Problem description: The entries that follow should be duplicated in full, without a single alteration.

Data:
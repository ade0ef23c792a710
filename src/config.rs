//! Configuration file handling for console-mosaic.
//!
//! Loads configuration from `~/.config/console-mosaic/config.toml` or a custom path.

use serde::Deserialize;
use std::path::{Path, PathBuf};

use crate::console::ImageProtocol;
use crate::scheduler::OutputMode;

/// Configuration file structure.
/// Every field is optional; CLI flags take precedence over anything set here.
#[derive(Debug, Deserialize, Default, PartialEq)]
pub struct Config {
    #[serde(default)]
    pub playback: PlaybackConfig,
    #[serde(default)]
    pub image: ImageConfig,
    #[serde(default)]
    pub text: TextConfig,
}

#[derive(Debug, Deserialize, Default, PartialEq)]
pub struct PlaybackConfig {
    /// Output mode on start
    #[serde(default)]
    pub mode: Option<OutputMode>,
    /// Start playing without waiting for Space
    #[serde(default)]
    pub autoplay: bool,
    /// Restart the video when it ends
    #[serde(default, rename = "loop")]
    pub looping: bool,
}

#[derive(Debug, Deserialize, Default, PartialEq)]
pub struct ImageConfig {
    /// Sampling width in cells
    #[serde(default)]
    pub sample_width: Option<u32>,
    /// On-screen width of the image in terminal columns
    #[serde(default)]
    pub columns: Option<u16>,
    /// Inline image protocol: iterm or kitty
    #[serde(default)]
    pub protocol: Option<ImageProtocol>,
}

#[derive(Debug, Deserialize, Default, PartialEq)]
pub struct TextConfig {
    /// Frames between console clears
    #[serde(default)]
    pub clear_threshold: Option<u32>,
}

/// Commented default file written by `config init`.
pub const DEFAULT_CONFIG: &str = r#"# console-mosaic configuration

[playback]
# Output mode on start: image or text
mode = "image"
# Start playing immediately
autoplay = false
# Restart the video when it ends
loop = false

[image]
# Sampling width in cells (1-400)
sample_width = 100
# On-screen width in terminal columns
columns = 64
# Inline image protocol: iterm or kitty
protocol = "iterm"

[text]
# Frames logged before the console is cleared (1-100)
clear_threshold = 20
"#;

impl Config {
    /// Load configuration from a file path (or the default path).
    /// Returns default config if the file doesn't exist.
    /// Returns an error if the file exists but cannot be parsed.
    pub fn load(path: Option<&Path>) -> Result<Self, ConfigError> {
        let path = path.map(PathBuf::from).unwrap_or_else(default_path);

        if path.exists() {
            Self::load_from(&path)
        } else {
            Ok(Config::default())
        }
    }

    /// Load from a path that must exist.
    pub fn load_from(path: &Path) -> Result<Self, ConfigError> {
        let content = std::fs::read_to_string(path).map_err(|e| ConfigError::Io {
            path: path.to_path_buf(),
            source: e,
        })?;
        toml::from_str(&content).map_err(|e| ConfigError::Parse {
            path: path.to_path_buf(),
            source: e,
        })
    }

    /// Write [`DEFAULT_CONFIG`] to `path`, creating parent directories.
    ///
    /// Refuses to overwrite an existing file.
    pub fn write_default(path: &Path) -> Result<(), ConfigError> {
        if path.exists() {
            return Err(ConfigError::AlreadyExists(path.to_path_buf()));
        }
        let io_err = |e| ConfigError::Io {
            path: path.to_path_buf(),
            source: e,
        };
        if let Some(parent) = path.parent() {
            std::fs::create_dir_all(parent).map_err(io_err)?;
        }
        std::fs::write(path, DEFAULT_CONFIG).map_err(io_err)
    }
}

/// Errors that can occur when loading or writing configuration.
#[derive(Debug, thiserror::Error)]
pub enum ConfigError {
    #[error("Failed to read config file '{}': {source}", path.display())]
    Io {
        path: PathBuf,
        source: std::io::Error,
    },

    #[error("Failed to parse config file '{}': {source}", path.display())]
    Parse {
        path: PathBuf,
        source: toml::de::Error,
    },

    #[error("Config file already exists: {}", .0.display())]
    AlreadyExists(PathBuf),
}

/// Get the default config file path.
pub fn default_path() -> PathBuf {
    dirs::config_dir()
        .map(|d| d.join("console-mosaic").join("config.toml"))
        .unwrap_or_else(|| {
            let home = std::env::var("HOME").unwrap_or_else(|_| ".".to_string());
            PathBuf::from(home).join(".config/console-mosaic/config.toml")
        })
}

Result of this task:
repository ade0ef23c792a710
filename src/config.rs
//! Configuration file handling for console-mosaic.
//!
//! Loads configuration from `~/.config/console-mosaic/config.toml` or a custom path.

use serde::Deserialize;
use std::path::{Path, PathBuf};

use crate::console::ImageProtocol;
use crate::scheduler::OutputMode;

/// Configuration file structure.
/// Every field is optional; CLI flags take precedence over anything set here.
#[derive(Debug, Deserialize, Default, PartialEq)]
pub struct Config {
    #[serde(default)]
    pub playback: PlaybackConfig,
    #[serde(default)]
    pub image: ImageConfig,
    #[serde(default)]
    pub text: TextConfig,
}

#[derive(Debug, Deserialize, Default, PartialEq)]
pub struct PlaybackConfig {
    /// Output mode on start
    #[serde(default)]
    pub mode: Option<OutputMode>,
    /// Start playing without waiting for Space
    #[serde(default)]
    pub autoplay: bool,
    /// Restart the video when it ends
    #[serde(default, rename = "loop")]
    pub looping: bool,
}

#[derive(Debug, Deserialize, Default, PartialEq)]
pub struct ImageConfig {
    /// Sampling width in cells
    #[serde(default)]
    pub sample_width: Option<u32>,
    /// On-screen width of the image in terminal columns
    #[serde(default)]
    pub columns: Option<u16>,
    /// Inline image protocol: iterm or kitty
    #[serde(default)]
    pub protocol: Option<ImageProtocol>,
}

#[derive(Debug, Deserialize, Default, PartialEq)]
pub struct TextConfig {
    /// Frames between console clears
    #[serde(default)]
    pub clear_threshold: Option<u32>,
}

/// Commented default file written by `config init`.
pub const DEFAULT_CONFIG: &str = r#"# console-mosaic configuration

[playback]
# Output mode on start: image or text
mode = "image"
# Start playing immediately
autoplay = false
# Restart the video when it ends
loop = false

[image]
# Sampling width in cells (1-400)
sample_width = 100
# On-screen width in terminal columns
columns = 64
# Inline image protocol: iterm or kitty
protocol = "iterm"

[text]
# Frames logged before the console is cleared (1-100)
clear_threshold = 20
"#;

impl Config {
    /// Load configuration from a file path (or the default path).
    /// Returns default config if the file doesn't exist.
    /// Returns an error if the file exists but cannot be parsed.
    pub fn load(path: Option<&Path>) -> Result<Self, ConfigError> {
        let path = path.map(PathBuf::from).unwrap_or_else(default_path);

        if path.exists() {
            Self::load_from(&path)
        } else {
            Ok(Config::default())
        }
    }

    /// Load from a path that must exist.
    pub fn load_from(path: &Path) -> Result<Self, ConfigError> {
        let content = std::fs::read_to_string(path).map_err(|e| ConfigError::Io {
            path: path.to_path_buf(),
            source: e,
        })?;
        toml::from_str(&content).map_err(|e| ConfigError::Parse {
            path: path.to_path_buf(),
            source: e,
        })
    }

    /// Write [`DEFAULT_CONFIG`] to `path`, creating parent directories.
    ///
    /// Refuses to overwrite an existing file.
    pub fn write_default(path: &Path) -> Result<(), ConfigError> {
        if path.exists() {
            return Err(ConfigError::AlreadyExists(path.to_path_buf()));
        }
        let io_err = |e| ConfigError::Io {
            path: path.to_path_buf(),
            source: e,
        };
        if let Some(parent) = path.parent() {
            std::fs::create_dir_all(parent).map_err(io_err)?;
        }
        std::fs::write(path, DEFAULT_CONFIG).map_err(io_err)
    }
}

/// Errors that can occur when loading or writing configuration.
#[derive(Debug, thiserror::Error)]
pub enum ConfigError {
    #[error("Failed to read config file '{}': {source}", path.display())]
    Io {
        path: PathBuf,
        source: std::io::Error,
    },

    #[error("Failed to parse config file '{}': {source}", path.display())]
    Parse {
        path: PathBuf,
        source: toml::de::Error,
    },

    #[error("Config file already exists: {}", .0.display())]
    AlreadyExists(PathBuf),
}

/// Get the default config file path.
pub fn default_path() -> PathBuf {
    dirs::config_dir()
        .map(|d| d.join("console-mosaic").join("config.toml"))
        .unwrap_or_else(|| {
            let home = std::env::var("HOME").unwrap_or_else(|_| ".".to_string());
            PathBuf::from(home).join(".config/console-mosaic/config.toml")
        })
}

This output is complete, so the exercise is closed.